I attempted to make *gulyas alla triestina* for dinner. I’ve made this before and it’s delicious and not as hard as it sounds. It’s beef stew with pancetta, red wine, lots of onions, and smoked paprika. It takes well to improvisation, but I screwed it up tonight because I tried to be clever.

Gulyas is a perfect dish for the pressure cooker, because the stew’s flavors are so big that they can’t be destroyed by 250 degrees of braising power. I wanted a vegetable to go with the stew, and savoy cabbage seemed like the perfect thing. Dinnertime was approaching. I popped open the cooker and found that the meat was almost done, but not quite. “I know, I’ll just throw the cabbage in on top and cook it a few more minutes.”

The trouble is, there’s a special pressure cooker warning when you’re making beef: if you let the pressure out quickly, the meat gets tough. I’d never tested this and frankly believed it was an urban legend, like the idea that you have to soak beans. Bean-soaking is still hooey, but the rule of beef is true. Suddenly it was dinnertime, and all I could do was let out the pressure (in an impressive jet of steam) and hope for the best. I opened the pot to find raw cabbage and unyielding nuggets of meat.

Luckily, there was another pot on the stove that stepped in to save the day. It was full of Anson Mills polenta. Honestly, this pot was doing its best to fuck with me, too. When I tasted the polenta to make sure it was coming along, I tasted a weird raw vegetable flavor that was oddly familiar, but I couldn’t place it. Then I realized that it tasted exactly like a fresh, green cornhusk smells. This is serious polenta. A few more minutes and an application of butter and Parmigiano, and it was perfect. (At one point I laughed, because I hadn’t planned ahead what kind of stew I was going to make, and I knew that on the calendar I had written “stew over polenta,” and there I was, actually stewing over polenta.)

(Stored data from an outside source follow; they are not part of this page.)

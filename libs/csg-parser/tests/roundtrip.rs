use csg_parser::{keys, parse, print, validate, Value};

const SCENE: &str = "\
# OpenSCAD 2019.5
group() {
  multmatrix([[1, 0, 0, 10], [0, 1, 0, 0], [0, 0, 1, 0], [0, 0, 0, 1]]) {
    difference() {
      cube(size = [2, 2, 2], center = true);
      sphere($fn = 32, r = 1.25);
    }
  }
  intersection() {
    sphere(r = 1);
    cylinder(h = 2, r1 = 1, r2 = 0.5);
  }
  group();
  cone(label = \"tip\", h = -1.5e-3);
}
";

#[test]
fn roundtrip_scene() {
    let document = parse(SCENE).unwrap();
    let text = print(&document).unwrap();
    assert_eq!(parse(&text).unwrap(), document);
}

#[test]
fn roundtrip_is_stable_after_first_print() {
    let document = parse(SCENE).unwrap();
    let first = print(&document).unwrap();
    let second = print(&parse(&first).unwrap()).unwrap();
    assert_eq!(first, second);
}

#[test]
fn roundtrip_preserves_version() {
    let document = parse(SCENE).unwrap();
    assert_eq!(document.get(keys::VERSION_NAME), Some(&Value::from("OpenSCAD")));
    assert_eq!(document.get(keys::VERSION_MAJOR), Some(&Value::from(2019.0)));
    assert_eq!(document.get(keys::VERSION_MINOR), Some(&Value::from(5.0)));
    assert!(print(&document).unwrap().starts_with("# OpenSCAD 2019.5\n"));
}

#[test]
fn roundtrip_through_json() {
    let document = parse(SCENE).unwrap();
    let json = serde_json::to_string(&document).unwrap();
    let back: Value = serde_json::from_str(&json).unwrap();
    assert_eq!(back, document);
    assert!(validate(&back).is_empty());
}

#[test]
fn roundtrip_handwritten_json() {
    let json = r#"{
        "type": "CSG file",
        "version-name": "undefined",
        "version-major": 0,
        "version-minor": 0,
        "contents": [
            {"type": "union", "properties": {}, "objects": [
                {"type": "cube", "properties": {"size": [1, 2, 3]}},
                {"type": "sphere", "properties": {"r": 0.5}}
            ]}
        ]
    }"#;
    let document: Value = serde_json::from_str(json).unwrap();
    let reparsed = parse(&print(&document).unwrap()).unwrap();
    assert_eq!(reparsed, document);
}

#[test]
fn deep_documents_print_and_validate() {
    let depth = 2_000;
    let source = format!(
        "{}sphere();{}",
        "union() { sphere(); ".repeat(depth),
        " }".repeat(depth)
    );
    let document = parse(&source).unwrap();
    let text = print(&document).unwrap();
    assert_eq!(text.matches("union() {").count(), depth);
    assert!(validate(&document).is_empty());
    assert!(serde_json::to_string(&document).is_ok());
}
//! # Source Span
//!
//! Positions and ranges in CSG source text, used by tokens and parse errors.
//!
//! ## Example
//!
//! ```rust
//! use csg_parser::span::{Position, Span};
//!
//! let span = Span::new(Position::new(5, 5, 0, 5), Position::new(9, 9, 0, 9));
//! assert_eq!(span.offset(), 5);
//! assert_eq!(span.len(), 4);
//! ```

use serde::{Deserialize, Serialize};

// =============================================================================
// POSITION
// =============================================================================

/// A location in the source text.
///
/// `byte` and `index` are offsets from the start of the source, in bytes
/// and in characters. `line` and `column` are zero-based and count
/// characters.
#[derive(Debug, Clone, Copy, PartialEq, Eq, Default, Serialize, Deserialize)]
pub struct Position {
    /// Byte offset from the start of the source.
    pub byte: usize,
    /// Character offset from the start of the source.
    pub index: usize,
    /// Line number (0-indexed).
    pub line: usize,
    /// Column in characters (0-indexed).
    pub column: usize,
}

impl Position {
    /// Create a new position.
    pub const fn new(byte: usize, index: usize, line: usize, column: usize) -> Self {
        Self {
            byte,
            index,
            line,
            column,
        }
    }
}

// =============================================================================
// SPAN
// =============================================================================

/// A half-open range `[start, end)` in the source text.
#[derive(Debug, Clone, Copy, PartialEq, Eq, Default, Serialize, Deserialize)]
pub struct Span {
    /// Starting position (inclusive).
    pub start: Position,
    /// Ending position (exclusive).
    pub end: Position,
}

impl Span {
    /// Create a span from two positions.
    pub const fn new(start: Position, end: Position) -> Self {
        Self { start, end }
    }

    /// Create an empty span located at a single position.
    pub const fn point(position: Position) -> Self {
        Self {
            start: position,
            end: position,
        }
    }

    /// Character offset where the span starts.
    #[inline]
    pub fn offset(&self) -> usize {
        self.start.index
    }

    /// Length of the span in characters.
    #[inline]
    pub fn len(&self) -> usize {
        self.end.index.saturating_sub(self.start.index)
    }

    /// Returns true if the span has zero length.
    #[inline]
    pub fn is_empty(&self) -> bool {
        self.len() == 0
    }
}
//! # Normal Forms
//!
//! Two in-place rewrites that move between equivalent tree shapes.
//!
//! - **Positive form** uses only union and intersection; every difference is
//!   pushed down to complement flags on primitives (`A − B = A ∩ ¬B`).
//! - **General form** removes complement flags again, turning them back into
//!   differences with De Morgan's laws.
//!
//! ## Example
//!
//! ```rust
//! use csg_tree::{CsgNode, CsgOp};
//!
//! let mut tree = CsgNode::difference(CsgNode::cuboid(), CsgNode::sphere());
//! tree.to_positive_form();
//! assert_eq!(tree.op(), Some(CsgOp::Intersection));
//! assert!(tree.children().unwrap().1.is_complement());
//!
//! tree.to_general_form();
//! assert_eq!(tree.op(), Some(CsgOp::Difference));
//! assert!(!tree.children().unwrap().1.is_complement());
//! ```

use crate::node::{with_stack, CsgNode, CsgOp};

impl CsgNode {
    /// Rewrites the tree to use only union and intersection.
    ///
    /// Afterwards each primitive's complement flag says whether it appears
    /// negated. Existing primitive flags are overwritten.
    pub fn to_positive_form(&mut self) {
        remove_differences(self, false);
    }

    /// Discharges complement flags into difference operators, bottom-up.
    ///
    /// For an operation with complemented children `L` and/or `R`:
    ///
    /// | children   | union           | intersection    |
    /// |------------|-----------------|-----------------|
    /// | `¬L`, `¬R` | `¬(L ∩ R)`      | `¬(L ∪ R)`      |
    /// | `¬L`, `R`  | `¬(L − R)`      | `R − L`         |
    /// | `L`, `¬R`  | `¬(R − L)`      | `L − R`         |
    ///
    /// The children's flags are cleared; a flag left on the root means the
    /// whole tree is complemented.
    pub fn to_general_form(&mut self) {
        let CsgNode::Operation {
            op,
            left,
            right,
            complement,
            ..
        } = self
        else {
            return;
        };

        with_stack(|| {
            left.to_general_form();
            right.to_general_form();
        });

        match (left.is_complement(), right.is_complement()) {
            (false, false) => return,
            (true, true) => {
                *op = if *op == CsgOp::Union {
                    CsgOp::Intersection
                } else {
                    CsgOp::Union
                };
                *complement = true;
            }
            (true, false) => {
                if *op == CsgOp::Intersection {
                    std::mem::swap(left, right);
                } else {
                    *complement = true;
                }
                *op = CsgOp::Difference;
            }
            (false, true) => {
                if *op != CsgOp::Intersection {
                    std::mem::swap(left, right);
                    *complement = true;
                }
                *op = CsgOp::Difference;
            }
        }

        left.set_complement(false);
        right.set_complement(false);
    }
}

/// Pushes differences down to the leaves under an ambient complement.
///
/// The right operand of a difference is visited with the opposite context.
fn remove_differences(node: &mut CsgNode, complemented: bool) {
    match node {
        CsgNode::Primitive { complement, .. } => *complement = complemented,
        CsgNode::Operation { op, left, right, .. } => {
            let (left_context, right_context) = if *op == CsgOp::Difference {
                *op = if complemented {
                    CsgOp::Union
                } else {
                    CsgOp::Intersection
                };
                (complemented, !complemented)
            } else {
                if complemented {
                    *op = op.dual();
                }
                (complemented, complemented)
            };

            with_stack(|| {
                remove_differences(left, left_context);
                remove_differences(right, right_context);
            });
        }
    }
}

// =============================================================================
// TESTS
// =============================================================================
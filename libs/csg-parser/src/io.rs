//! # File Conversion
//!
//! Reading and writing `.csg` text and `.csgjs` structured documents.

use crate::error::CsgError;
use crate::printer::print;
use crate::validate::validate;
use crate::value::Value;
use std::fs;
use std::path::Path;

/// Read and parse a CSG text file.
///
/// A syntax error is logged with an excerpt of the offending line and
/// returned.
pub fn parse_file(path: impl AsRef<Path>) -> Result<Value, CsgError> {
    let path = path.as_ref();
    let source = fs::read_to_string(path).map_err(|e| CsgError::io(path, e))?;

    crate::parse(&source).map_err(|e| {
        tracing::warn!(path = %path.display(), "{}\n{}", e, e.excerpt(&source));
        CsgError::from(e)
    })
}

/// Parse a structured document from JSON text.
pub fn parse_json(text: &str) -> Result<Value, CsgError> {
    Ok(serde_json::from_str(text)?)
}

/// Read a `.csgjs` file.
///
/// The document is validated before it is returned; validation problems are
/// logged but do not fail the read.
pub fn parse_json_file(path: impl AsRef<Path>) -> Result<Value, CsgError> {
    let path = path.as_ref();
    let text = fs::read_to_string(path).map_err(|e| CsgError::io(path, e))?;
    let document = parse_json(&text)?;
    validate(&document);
    Ok(document)
}

/// Serialize a document to a CSG text file.
///
/// Nothing is written if serialization fails.
pub fn write_file(document: &Value, path: impl AsRef<Path>) -> Result<(), CsgError> {
    let path = path.as_ref();
    let text = print(document)?;
    fs::write(path, text).map_err(|e| CsgError::io(path, e))
}

/// Write a document as compact JSON, validating it first (advisory).
pub fn write_json_file(document: &Value, path: impl AsRef<Path>) -> Result<(), CsgError> {
    let path = path.as_ref();
    validate(document);
    let text = serde_json::to_string(document)?;
    fs::write(path, text).map_err(|e| CsgError::io(path, e))
}
//! Consumer slot: admission control for the single active consumer.
//!
//! The slot moves `Free -> Occupied` through an atomic compare-and-set in
//! [`ConsumerSlot::try_acquire`] and back to `Free` when the returned
//! [`SlotGuard`] is released or dropped. A second acquire while occupied
//! fails; there is no waiting list.

use std::sync::atomic::{AtomicU64, Ordering};
use std::sync::Arc;

const FREE: u64 = 0;

#[derive(Debug)]
struct SlotState {
    /// Session id of the current holder, or [`FREE`].
    holder: AtomicU64,
    next_session: AtomicU64,
}

/// Shared exclusivity gate. Cloning yields another handle to the same slot.
#[derive(Debug, Clone)]
pub struct ConsumerSlot {
    state: Arc<SlotState>,
}

impl Default for ConsumerSlot {
    fn default() -> Self {
        Self::new()
    }
}

impl ConsumerSlot {
    /// Create a free slot.
    #[must_use]
    pub fn new() -> Self {
        Self {
            state: Arc::new(SlotState {
                holder: AtomicU64::new(FREE),
                next_session: AtomicU64::new(1),
            }),
        }
    }

    /// Atomically claim the slot for a new consumer session.
    ///
    /// Returns `None` if another session already holds it.
    #[must_use]
    pub fn try_acquire(&self) -> Option<SlotGuard> {
        let session = self.state.next_session.fetch_add(1, Ordering::Relaxed);
        self.state
            .holder
            .compare_exchange(FREE, session, Ordering::AcqRel, Ordering::Acquire)
            .ok()
            .map(|_| SlotGuard {
                state: Arc::clone(&self.state),
                session,
            })
    }

    /// Whether a consumer currently holds the slot.
    #[must_use]
    pub fn is_occupied(&self) -> bool {
        self.state.holder.load(Ordering::Acquire) != FREE
    }

    /// Whether `session` is the current holder.
    #[must_use]
    pub fn is_held_by(&self, session: u64) -> bool {
        self.state.holder.load(Ordering::Acquire) == session
    }
}

/// Proof of slot ownership. Releases the slot when dropped.
#[derive(Debug)]
pub struct SlotGuard {
    state: Arc<SlotState>,
    session: u64,
}

impl SlotGuard {
    /// Session id assigned at admission.
    #[must_use]
    pub fn session(&self) -> u64 {
        self.session
    }

    /// Release the slot now. Equivalent to dropping the guard.
    pub fn release(self) {
        drop(self);
    }
}

impl Drop for SlotGuard {
    fn drop(&mut self) {
        // Only clears the slot if this session still holds it.
        let _ = self.state.holder.compare_exchange(
            self.session,
            FREE,
            Ordering::AcqRel,
            Ordering::Acquire,
        );
    }
}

Now, you’re probably way ahead of me, but what I realized was: the best part of any stew isn’t the meat, which if you’ve done your job has basically turned to tofu: easy to chew, great at soaking up flavors, not very interesting by itself. So I had this great smoky sauce (with chunks of slab bacon), a big bowl of polenta, and one two-year-old who loves polenta and any kind of sauce. We chucked the meat and ate all the sauce and most of the polenta, although there’s some left to make fried polenta tomorrow, and Iris only had a few bites because I mentioned there would be dessert.

Dessert was vanilla ice cream with poached rhubarb. No problems there.